## [WHAT THE TASK ASKS]
Determine how many lines in the entries below contain "format", and output that number alone.

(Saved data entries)
═══
// ── Core error types ──
//
// Errors surfaced by the session store and CRUD workflow. Consumers never
// see raw transport details: the `From<webdash_api::Error>` impl folds
// them into validation, authentication, API and network categories.

use thiserror::Error;

use crate::validate::ValidationErrors;

/// Unified error type for the core crate.
#[derive(Debug, Error)]
pub enum CoreError {
    // ── Client-side checks ───────────────────────────────────────────
    #[error("{0}")]
    Validation(ValidationErrors),

    // ── Session errors ───────────────────────────────────────────────
    #[error("{message}")]
    AuthenticationFailed { message: String },

    #[error("Session expired -- please log in again")]
    SessionExpired,

    #[error("Not logged in")]
    NotAuthenticated,

    // ── Backend errors ───────────────────────────────────────────────
    #[error("{message}")]
    Api { message: String, status: Option<u16> },

    #[error("Network error: {message}")]
    Network { message: String },

    #[error("{entity} not found: {identifier}")]
    NotFound { entity: String, identifier: String },

    // ── Local errors ─────────────────────────────────────────────────
    #[error("Session storage error: {0}")]
    Storage(#[from] crate::storage::StorageError),

    #[error("No {0} dialog is open")]
    NoDialog(&'static str),

    #[error("Operation not supported: {0}")]
    Unsupported(String),

    #[error("Configuration error: {message}")]
    Config { message: String },
}

impl CoreError {
    /// Shorthand for a single-field validation failure.
    pub fn validation(field: &'static str, message: impl Into<String>) -> Self {
        let mut errors = ValidationErrors::default();
        errors.add(field, message);
        Self::Validation(errors)
    }
}

// ── Conversion from transport-layer errors ───────────────────────────

impl From<webdash_api::Error> for CoreError {
    fn from(err: webdash_api::Error) -> Self {
        use webdash_api::Error as ApiError;

        match err {
            ApiError::Unauthorized { .. } => CoreError::SessionExpired,
            ApiError::Rejected { message } => CoreError::Api {
                message,
                status: None,
            },
            ApiError::Api { status, message } => CoreError::Api {
                message,
                status: Some(status),
            },
            ApiError::Http { status } => CoreError::Api {
                message: format!("HTTP error! status: {status}"),
                status: Some(status),
            },
            ApiError::Transport(ref e) if err.is_network() => CoreError::Network {
                message: e.to_string(),
            },
            // A response arrived but its body could not be read.
            ApiError::Transport(e) => CoreError::Api {
                message: e.to_string(),
                status: e.status().map(|s| s.as_u16()),
            },
            ApiError::InvalidUrl(e) => CoreError::Config {
                message: format!("Invalid URL: {e}"),
            },
            ApiError::Tls(message) => CoreError::Network { message },
            ApiError::Deserialization { message, .. } => CoreError::Api {
                message: format!("Unexpected response: {message}"),
                status: None,
            },
            ApiError::Io(e) => CoreError::Unsupported(format!("I/O error: {e}")),
        }
    }
}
═══
## [TASK RESULT]
4